A Quarter Century of Publishing
The New Press published its first book, Studs Terkel’s Race: How Blacks and Whites Think and Feel About the American Obsession, in the spring of 1992. Twenty-five years later, three “Fearless Books for Perilous Times” launched the spring 2017 list, continuing a New Press tradition of engaging with and proudly publishing cutting-edge contemporary issues affecting the country and its citizens.
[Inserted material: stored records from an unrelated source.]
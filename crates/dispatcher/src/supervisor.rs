//! ConnectionSupervisor - lazy connect and reconnect with exponential backoff

use std::sync::Arc;
use std::time::Duration;

use tokio_util::sync::CancellationToken;
use tracing::{debug, info, warn};

use contracts::{Capabilities, FanoutSink, SinkPolicy};

use crate::metrics::SinkMetrics;

/// Lower bound on the reconnect delay, so a zero setting cannot spin
const MIN_BACKOFF: Duration = Duration::from_millis(1);

/// Connection lifecycle of one sink
#[derive(Debug, Clone, Copy, PartialEq, Eq)]
pub enum ConnectionState {
    /// Never connected yet
    Unconfigured,
    /// Reconnect loop in progress (or pending)
    Connecting,
    /// Usable
    Connected,
    /// Shutdown observed while not connected; terminal
    Stopped,
}

/// Owns the connection state of a single sink
///
/// Lives inside the sink's worker task; nothing else touches it.
#[derive(Debug)]
pub struct ConnectionSupervisor {
    capabilities: Capabilities,
    state: ConnectionState,
    initial: Duration,
    max: Duration,
    backoff: Duration,
    metrics: Arc<SinkMetrics>,
    shutdown: CancellationToken,
}

impl ConnectionSupervisor {
    pub fn new(
        capabilities: Capabilities,
        policy: &SinkPolicy,
        metrics: Arc<SinkMetrics>,
        shutdown: CancellationToken,
    ) -> Self {
        let initial = policy.reconnect_initial().max(MIN_BACKOFF);
        let max = policy.reconnect_max().max(initial);
        let state = if capabilities.needs_handshake() {
            metrics.set_connected(false);
            ConnectionState::Unconfigured
        } else {
            metrics.mark_always_connected();
            ConnectionState::Connected
        };
        metrics.set_backoff(initial);

        Self {
            capabilities,
            state,
            initial,
            max,
            backoff: initial,
            metrics,
            shutdown,
        }
    }

    pub fn state(&self) -> ConnectionState {
        self.state
    }

    pub fn backoff(&self) -> Duration {
        self.backoff
    }

    /// Make sure the sink is usable before a publish
    ///
    /// Returns `false` only when shutdown interrupted the reconnect loop.
    pub async fn ensure_connected<S: FanoutSink>(&mut self, sink: &S) -> bool {
        if !self.capabilities.needs_handshake() {
            return true;
        }

        match self.state {
            ConnectionState::Connected => {
                if !self.capabilities.ready {
                    return true;
                }
                match sink.is_ready().await {
                    Ok(true) => return true,
                    Ok(false) => {
                        debug!(sink = %self.metrics.name(), "Sink no longer ready");
                        self.metrics
                            .set_last_error(Some("is_ready: sink not ready".to_string()));
                    }
                    Err(e) => {
                        debug!(sink = %self.metrics.name(), error = %e, "Readiness check failed");
                        self.metrics.set_last_error(Some(format!("is_ready: {e}")));
                    }
                }
                self.mark_disconnected();
            }
            ConnectionState::Stopped => return false,
            ConnectionState::Unconfigured | ConnectionState::Connecting => {}
        }

        self.state = ConnectionState::Connecting;
        self.reconnect(sink).await
    }

    /// Force the next `ensure_connected` through a handshake
    ///
    /// No-op for sinks without connect/ready.
    pub fn mark_disconnected(&mut self) {
        if !self.capabilities.needs_handshake() {
            return;
        }
        if self.state == ConnectionState::Connected {
            self.state = ConnectionState::Connecting;
            self.metrics.set_connected(false);
        }
    }

    async fn reconnect<S: FanoutSink>(&mut self, sink: &S) -> bool {
        loop {
            if self.shutdown.is_cancelled() {
                return self.stop();
            }

            match self.handshake(sink).await {
                Ok(()) => {
                    self.state = ConnectionState::Connected;
                    self.backoff = self.initial;
                    self.metrics.set_backoff(self.initial);
                    self.metrics.set_connected(true);
                    info!(
                        sink = %self.metrics.name(),
                        reconnects = self.metrics.reconnects(),
                        "Sink connected"
                    );
                    return true;
                }
                Err(message) => {
                    warn!(
                        sink = %self.metrics.name(),
                        backoff_ms = self.backoff.as_millis() as u64,
                        error = %message,
                        "Connect attempt failed"
                    );
                    self.metrics.set_last_error(Some(message));
                }
            }

            tokio::select! {
                _ = self.shutdown.cancelled() => return self.stop(),
                _ = tokio::time::sleep(self.backoff) => {}
            }

            self.backoff = next_backoff(self.backoff, self.initial, self.max);
            self.metrics.set_backoff(self.backoff);
        }
    }

    async fn handshake<S: FanoutSink>(&self, sink: &S) -> Result<(), String> {
        if self.capabilities.connect {
            sink.connect().await.map_err(|e| format!("connect: {e}"))?;
        }
        if self.capabilities.ready {
            match sink.is_ready().await {
                Ok(true) => {}
                Ok(false) => return Err("is_ready: sink not ready".to_string()),
                Err(e) => return Err(format!("is_ready: {e}")),
            }
        }
        Ok(())
    }

    fn stop(&mut self) -> bool {
        debug!(sink = %self.metrics.name(), "Shutdown during reconnect, giving up");
        self.state = ConnectionState::Stopped;
        false
    }
}

/// `min(max, max(initial, current * 2))`
pub fn next_backoff(current: Duration, initial: Duration, max: Duration) -> Duration {
    max.min(initial.max(current.saturating_mul(2)))
}

#[cfg(test)]
mod tests {
    use super::*;
    use contracts::{Record, SinkError};
    use std::sync::atomic::{AtomicBool, AtomicU32, Ordering};

    /// Sink whose handshake fails a fixed number of times
    struct FlakySink {
        capabilities: Capabilities,
        connect_failures: AtomicU32,
        connects: AtomicU32,
        ready: AtomicBool,
    }

    impl FlakySink {
        fn new(capabilities: Capabilities, connect_failures: u32) -> Self {
            Self {
                capabilities,
                connect_failures: AtomicU32::new(connect_failures),
                connects: AtomicU32::new(0),
                ready: AtomicBool::new(true),
            }
        }
    }

    impl FanoutSink for FlakySink {
        fn name(&self) -> &str {
            "flaky"
        }

        fn capabilities(&self) -> Capabilities {
            self.capabilities
        }

        async fn publish(&self, _record: &Record) -> Result<(), SinkError> {
            Ok(())
        }

        async fn connect(&self) -> Result<(), SinkError> {
            self.connects.fetch_add(1, Ordering::SeqCst);
            let remaining = self.connect_failures.load(Ordering::SeqCst);
            if remaining > 0 {
                self.connect_failures.store(remaining - 1, Ordering::SeqCst);
                return Err(SinkError::connection("refused"));
            }
            Ok(())
        }

        async fn is_ready(&self) -> Result<bool, SinkError> {
            Ok(self.ready.load(Ordering::SeqCst))
        }

        async fn close(&self) -> Result<(), SinkError> {
            Ok(())
        }
    }

    fn fast_policy() -> SinkPolicy {
        SinkPolicy {
            reconnect_initial_ms: 5,
            reconnect_max_ms: 20,
            ..SinkPolicy::default()
        }
    }

    fn supervisor(capabilities: Capabilities) -> (ConnectionSupervisor, Arc<SinkMetrics>, CancellationToken) {
        let metrics = Arc::new(SinkMetrics::new("flaky"));
        let token = CancellationToken::new();
        let sup = ConnectionSupervisor::new(
            capabilities,
            &fast_policy(),
            Arc::clone(&metrics),
            token.clone(),
        );
        (sup, metrics, token)
    }

    #[test]
    fn backoff_doubles_and_caps() {
        let initial = Duration::from_millis(100);
        let max = Duration::from_millis(500);
        assert_eq!(next_backoff(initial, initial, max), Duration::from_millis(200));
        assert_eq!(
            next_backoff(Duration::from_millis(400), initial, max),
            Duration::from_millis(500)
        );
        assert_eq!(next_backoff(Duration::ZERO, initial, max), initial);
    }

    #[tokio::test]
    async fn zero_initial_backoff_is_floored() {
        let caps = Capabilities::publish_only().with_connect();
        let sink = FlakySink::new(caps, 3);
        let policy = SinkPolicy {
            reconnect_initial_ms: 0,
            reconnect_max_ms: 0,
            ..SinkPolicy::default()
        };
        let metrics = Arc::new(SinkMetrics::new("flaky"));
        let mut sup =
            ConnectionSupervisor::new(caps, &policy, Arc::clone(&metrics), CancellationToken::new());

        assert_eq!(sup.backoff(), MIN_BACKOFF);
        assert_eq!(
            next_backoff(sup.backoff(), MIN_BACKOFF, Duration::from_millis(8)),
            Duration::from_millis(2)
        );

        let started = std::time::Instant::now();
        assert!(sup.ensure_connected(&sink).await);
        assert_eq!(sink.connects.load(Ordering::SeqCst), 4);
        // three failed handshakes each waited at least the floor
        assert!(started.elapsed() >= Duration::from_millis(3));
    }

    #[tokio::test]
    async fn publish_only_sink_is_always_connected() {
        let sink = FlakySink::new(Capabilities::publish_only(), 0);
        let (mut sup, metrics, _token) = supervisor(Capabilities::publish_only());

        assert_eq!(sup.state(), ConnectionState::Connected);
        assert!(sup.ensure_connected(&sink).await);
        sup.mark_disconnected();
        assert!(sup.ensure_connected(&sink).await);

        assert_eq!(sink.connects.load(Ordering::SeqCst), 0);
        assert_eq!(metrics.reconnects(), 0);
        assert!(metrics.is_connected());
    }

    #[tokio::test]
    async fn retries_connect_until_success() {
        let caps = Capabilities::publish_only().with_connect();
        let sink = FlakySink::new(caps, 2);
        let (mut sup, metrics, _token) = supervisor(caps);

        assert_eq!(sup.state(), ConnectionState::Unconfigured);
        assert!(sup.ensure_connected(&sink).await);
        assert_eq!(sup.state(), ConnectionState::Connected);
        assert_eq!(sink.connects.load(Ordering::SeqCst), 3);
        assert_eq!(metrics.reconnects(), 1);
        assert_eq!(sup.backoff(), Duration::from_millis(5));
        assert!(metrics.last_error().unwrap().starts_with("connect:"));
    }

    #[tokio::test]
    async fn not_ready_forces_reconnect() {
        let caps = Capabilities::all();
        let sink = FlakySink::new(caps, 0);
        let (mut sup, metrics, _token) = supervisor(caps);

        assert!(sup.ensure_connected(&sink).await);
        sink.ready.store(false, Ordering::SeqCst);

        // flips ready back after a couple of failed handshakes
        let flip = async {
            tokio::time::sleep(Duration::from_millis(30)).await;
            sink.ready.store(true, Ordering::SeqCst);
        };
        let (connected, ()) = tokio::join!(sup.ensure_connected(&sink), flip);

        assert!(connected);
        assert!(sink.connects.load(Ordering::SeqCst) >= 2);
        assert_eq!(metrics.reconnects(), 2);
    }

    #[tokio::test]
    async fn shutdown_stops_reconnect_loop() {
        let caps = Capabilities::publish_only().with_connect();
        let sink = FlakySink::new(caps, u32::MAX);
        let (mut sup, metrics, token) = supervisor(caps);

        let cancel = async {
            tokio::time::sleep(Duration::from_millis(30)).await;
            token.cancel();
        };
        let (connected, ()) = tokio::join!(sup.ensure_connected(&sink), cancel);

        assert!(!connected);
        assert_eq!(sup.state(), ConnectionState::Stopped);
        assert!(!sup.ensure_connected(&sink).await);
        assert!(!metrics.is_connected());
    }

    #[tokio::test]
    async fn shutdown_keeps_connected_sink_usable() {
        let caps = Capabilities::publish_only().with_connect();
        let sink = FlakySink::new(caps, 0);
        let (mut sup, _metrics, token) = supervisor(caps);

        assert!(sup.ensure_connected(&sink).await);
        token.cancel();
        assert!(sup.ensure_connected(&sink).await);
        assert_eq!(sink.connects.load(Ordering::SeqCst), 1);
    }
}
//! `info` command implementation.

use anyhow::{Context, Result};
use contracts::{DropPolicy, FanoutBlueprint, SinkErrorKind};
use serde::Serialize;
use std::collections::HashMap;
use tracing::info;

use crate::cli::InfoArgs;

/// Configuration info for JSON output
#[derive(Serialize)]
struct ConfigInfo {
    version: String,
    dispatch: DispatchInfo,
    sinks: Vec<SinkInfo>,
}

#[derive(Serialize)]
struct DispatchInfo {
    drop_policy: DropPolicy,
    #[serde(skip_serializing_if = "Option::is_none")]
    block_timeout_ms: Option<u64>,
    wait_on_close: bool,
    #[serde(skip_serializing_if = "Option::is_none")]
    close_timeout_ms: Option<u64>,
}

#[derive(Serialize)]
struct SinkInfo {
    name: String,
    sink_type: String,
    #[serde(skip_serializing_if = "HashMap::is_empty")]
    params: HashMap<String, String>,
    #[serde(skip_serializing_if = "Option::is_none")]
    policy: Option<PolicyInfo>,
}

#[derive(Serialize)]
struct PolicyInfo {
    queue_capacity: usize,
    retry_times: u32,
    retry_backoff_ms: u64,
    reconnect_initial_ms: u64,
    reconnect_max_ms: u64,
    recoverable: Vec<SinkErrorKind>,
    requeue_on_failure: bool,
}

/// Execute the `info` command
pub fn run_info(args: &InfoArgs) -> Result<()> {
    info!(config = %args.config.display(), "Loading configuration info");

    if !args.config.exists() {
        anyhow::bail!("Configuration file not found: {}", args.config.display());
    }

    let blueprint = config_loader::ConfigLoader::load_from_path(&args.config)
        .with_context(|| format!("Failed to load config from {}", args.config.display()))?;

    if args.json {
        let info = build_config_info(&blueprint, args);
        let json =
            serde_json::to_string_pretty(&info).context("Failed to serialize config info")?;
        println!("{}", json);
    } else {
        print_config_info(&blueprint, args);
    }

    Ok(())
}

fn build_config_info(blueprint: &FanoutBlueprint, args: &InfoArgs) -> ConfigInfo {
    let dispatch = &blueprint.dispatch;

    let sinks = blueprint
        .sinks
        .iter()
        .map(|s| SinkInfo {
            name: s.name.clone(),
            sink_type: s.sink_type.as_str().to_string(),
            params: s.params.clone(),
            policy: args.policies.then(|| PolicyInfo {
                queue_capacity: s.policy.queue_capacity,
                retry_times: s.policy.retry_times,
                retry_backoff_ms: s.policy.retry_backoff_ms,
                reconnect_initial_ms: s.policy.reconnect_initial_ms,
                reconnect_max_ms: s.policy.reconnect_max_ms,
                recoverable: s.policy.recoverable.clone(),
                requeue_on_failure: s.policy.requeue_on_failure,
            }),
        })
        .collect();

    ConfigInfo {
        version: format!("{:?}", blueprint.version),
        dispatch: DispatchInfo {
            drop_policy: dispatch.drop_policy,
            block_timeout_ms: dispatch.block_timeout_ms,
            wait_on_close: dispatch.wait_on_close,
            close_timeout_ms: dispatch.close_timeout_ms,
        },
        sinks,
    }
}

fn print_config_info(blueprint: &FanoutBlueprint, args: &InfoArgs) {
    println!("╔══════════════════════════════════════════════════════════════╗");
    println!("║                   Fanout Configuration                       ║");
    println!("╚══════════════════════════════════════════════════════════════╝\n");

    let dispatch = &blueprint.dispatch;
    println!("⚙️  Dispatch");
    println!("   ├─ Version: {:?}", blueprint.version);
    println!("   ├─ Drop policy: {:?}", dispatch.drop_policy);
    match dispatch.block_timeout_ms {
        Some(ms) => println!("   ├─ Block timeout: {} ms", ms),
        None => println!("   ├─ Block timeout: (wait forever)"),
    }
    println!("   ├─ Wait on close: {}", dispatch.wait_on_close);
    match dispatch.close_timeout_ms {
        Some(ms) => println!("   └─ Close timeout: {} ms", ms),
        None => println!("   └─ Close timeout: (wait forever)"),
    }

    println!("\n📤 Sinks ({})", blueprint.sinks.len());
    for (i, sink) in blueprint.sinks.iter().enumerate() {
        let is_last = i == blueprint.sinks.len() - 1;
        let prefix = if is_last { "└─" } else { "├─" };
        let child_prefix = if is_last { "   " } else { "│  " };

        println!("   {} {} ({})", prefix, sink.name, sink.sink_type.as_str());

        let mut params: Vec<_> = sink.params.iter().collect();
        params.sort();
        for (key, value) in params {
            println!("   {}  ├─ {} = {}", child_prefix, key, value);
        }

        if args.policies {
            let p = &sink.policy;
            println!(
                "   {}  ├─ Queue: {} (requeue on failure: {})",
                child_prefix, p.queue_capacity, p.requeue_on_failure
            );
            println!(
                "   {}  ├─ Retries: {} every {} ms",
                child_prefix, p.retry_times, p.retry_backoff_ms
            );
            println!(
                "   {}  ├─ Reconnect backoff: {}..{} ms",
                child_prefix, p.reconnect_initial_ms, p.reconnect_max_ms
            );
            let kinds: Vec<_> = p.recoverable.iter().map(|k| k.to_string()).collect();
            println!("   {}  └─ Recoverable: [{}]", child_prefix, kinds.join(", "));
        } else {
            println!(
                "   {}  └─ Queue: {}, retries: {}",
                child_prefix, sink.policy.queue_capacity, sink.policy.retry_times
            );
        }
    }

    println!();
}
//! # Contracts
//!
//! Frozen interface contracts (ICD), defining inter-module data structures and traits.
//! All business crates can only depend on this crate, reverse dependencies are prohibited.
//!
//! ## Record Model
//! - A record is an opaque `(destination, payload)` pair
//! - Payloads are `bytes::Bytes`, so fan-out clones share one buffer

mod blueprint;
mod error;
mod policy;
mod record;
mod sink;

pub use blueprint::*;
pub use error::*;
pub use policy::*;
pub use record::Record;
pub use sink::*;
//! Run statistics and summary output.

use std::collections::BTreeMap;
use std::time::Duration;

use dispatcher::SinkCounters;
use observability::QueueDepthAggregator;
use serde::Serialize;

/// Statistics from a `run` invocation
#[derive(Debug, Clone, Default)]
pub struct PipelineStats {
    /// Input lines read (blank lines included)
    pub lines_read: u64,

    /// Records handed to the dispatcher
    pub records_published: u64,

    /// Lines that were not `destination<TAB>payload`
    pub malformed_lines: u64,

    /// Stopped by a signal or the run timeout
    pub interrupted: bool,

    /// Total duration of the run
    pub duration: Duration,

    /// Final per-sink counters, taken after close
    pub sinks: BTreeMap<String, SinkCounters>,

    /// Queue depth samples from the periodic reports
    pub queue_depth: QueueDepthAggregator,
}

#[derive(Serialize)]
struct JsonSummary<'a> {
    lines_read: u64,
    records_published: u64,
    malformed_lines: u64,
    interrupted: bool,
    duration_secs: f64,
    records_per_sec: f64,
    sinks: &'a BTreeMap<String, SinkCounters>,
}

impl PipelineStats {
    /// Records per second throughput
    pub fn rps(&self) -> f64 {
        if self.duration.as_secs_f64() > 0.0 {
            self.records_published as f64 / self.duration.as_secs_f64()
        } else {
            0.0
        }
    }

    /// Dropped records over every sink
    pub fn total_dropped(&self) -> u64 {
        self.sinks.values().map(|c| c.dropped).sum()
    }

    /// Summary as a JSON document
    pub fn to_json(&self) -> serde_json::Result<String> {
        serde_json::to_string_pretty(&JsonSummary {
            lines_read: self.lines_read,
            records_published: self.records_published,
            malformed_lines: self.malformed_lines,
            interrupted: self.interrupted,
            duration_secs: self.duration.as_secs_f64(),
            records_per_sec: self.rps(),
            sinks: &self.sinks,
        })
    }

    /// Print detailed summary
    pub fn print_summary(&self) {
        println!("\n╔══════════════════════════════════════════════════════════════╗");
        println!("║                      Fanout Statistics                       ║");
        println!("╚══════════════════════════════════════════════════════════════╝\n");

        println!("📊 Overview");
        println!("   ├─ Duration: {:.2}s", self.duration.as_secs_f64());
        println!("   ├─ Lines read: {}", self.lines_read);
        println!("   ├─ Records published: {}", self.records_published);
        println!("   ├─ Malformed lines: {}", self.malformed_lines);
        println!("   ├─ Records/s: {:.2}", self.rps());
        println!("   └─ Interrupted: {}", self.interrupted);

        println!("\n📤 Sinks ({})", self.sinks.len());
        let last = self.sinks.len().saturating_sub(1);
        for (i, (name, c)) in self.sinks.iter().enumerate() {
            let (prefix, child) = if i == last {
                ("└─", "   ")
            } else {
                ("├─", "│  ")
            };
            println!(
                "   {} {} ({})",
                prefix,
                name,
                if c.connected { "connected" } else { "disconnected" }
            );
            println!(
                "   {}  ├─ enqueued={} sent={} dropped={} errors={} reconnects={} queued={}",
                child, c.enqueued, c.sent, c.dropped, c.errors, c.reconnects, c.queued
            );
            if let Some(summary) = self.queue_depth.summary(name) {
                println!("   {}  ├─ Queue depth: {}", child, summary);
            }
            match &c.last_error {
                Some(err) => println!("   {}  └─ Last error: {}", child, err),
                None => println!("   {}  └─ Last error: -", child),
            }
        }

        println!();
    }
}

#[cfg(test)]
mod tests {
    use super::*;

    fn counters(sent: u64, dropped: u64) -> SinkCounters {
        SinkCounters {
            queued: 0,
            enqueued: sent + dropped,
            sent,
            dropped,
            errors: 0,
            reconnects: 0,
            connected: true,
            last_error: None,
            backoff: Duration::from_millis(500),
        }
    }

    #[test]
    fn test_rps_and_drops() {
        let mut stats = PipelineStats {
            records_published: 100,
            duration: Duration::from_secs(4),
            ..Default::default()
        };
        stats.sinks.insert("tp".to_string(), counters(90, 10));
        stats.sinks.insert("archive".to_string(), counters(100, 0));

        assert!((stats.rps() - 25.0).abs() < 1e-9);
        assert_eq!(stats.total_dropped(), 10);
        assert_eq!(PipelineStats::default().rps(), 0.0);
    }

    #[test]
    fn test_json_summary_carries_sink_counters() {
        let mut stats = PipelineStats {
            lines_read: 3,
            records_published: 2,
            malformed_lines: 1,
            ..Default::default()
        };
        stats.sinks.insert("tp".to_string(), counters(2, 0));

        let value: serde_json::Value = serde_json::from_str(&stats.to_json().unwrap()).unwrap();
        assert_eq!(value["records_published"], 2);
        assert_eq!(value["sinks"]["tp"]["sent"], 2);
        assert_eq!(value["sinks"]["tp"]["backoff_secs"], 0.5);
    }
}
The anniversary year also kicked off with record-breaking sales and was marked with glowing coverage in Publishers Weekly and the American Booksellers Association. In addition, several titles have captured readers’ and critics’ attention; including Arlie Hochschild’s bestselling Strangers in Their Own Land: Anger and Mourning on the American Right (a finalist for the National Book Award), Mary Otto’s Teeth: The Story of Beauty, Inequality, and the Struggle for Oral Health in America (called by Newsday a “harrowing book [that] pulls at the heart strings . . . a must-read for anyone who cares about public health policy,”) and Paul Butler’s Chokehold: Policing Black Men (hailed by the New York Times Book Review as “the most readable and provocative account of the consequences of the war on drugs since Michelle Alexander’s The New Jim Crow”). In 2017 The New Jim Crow (published by The New Press in 2010) passed the million-copies-sold mark.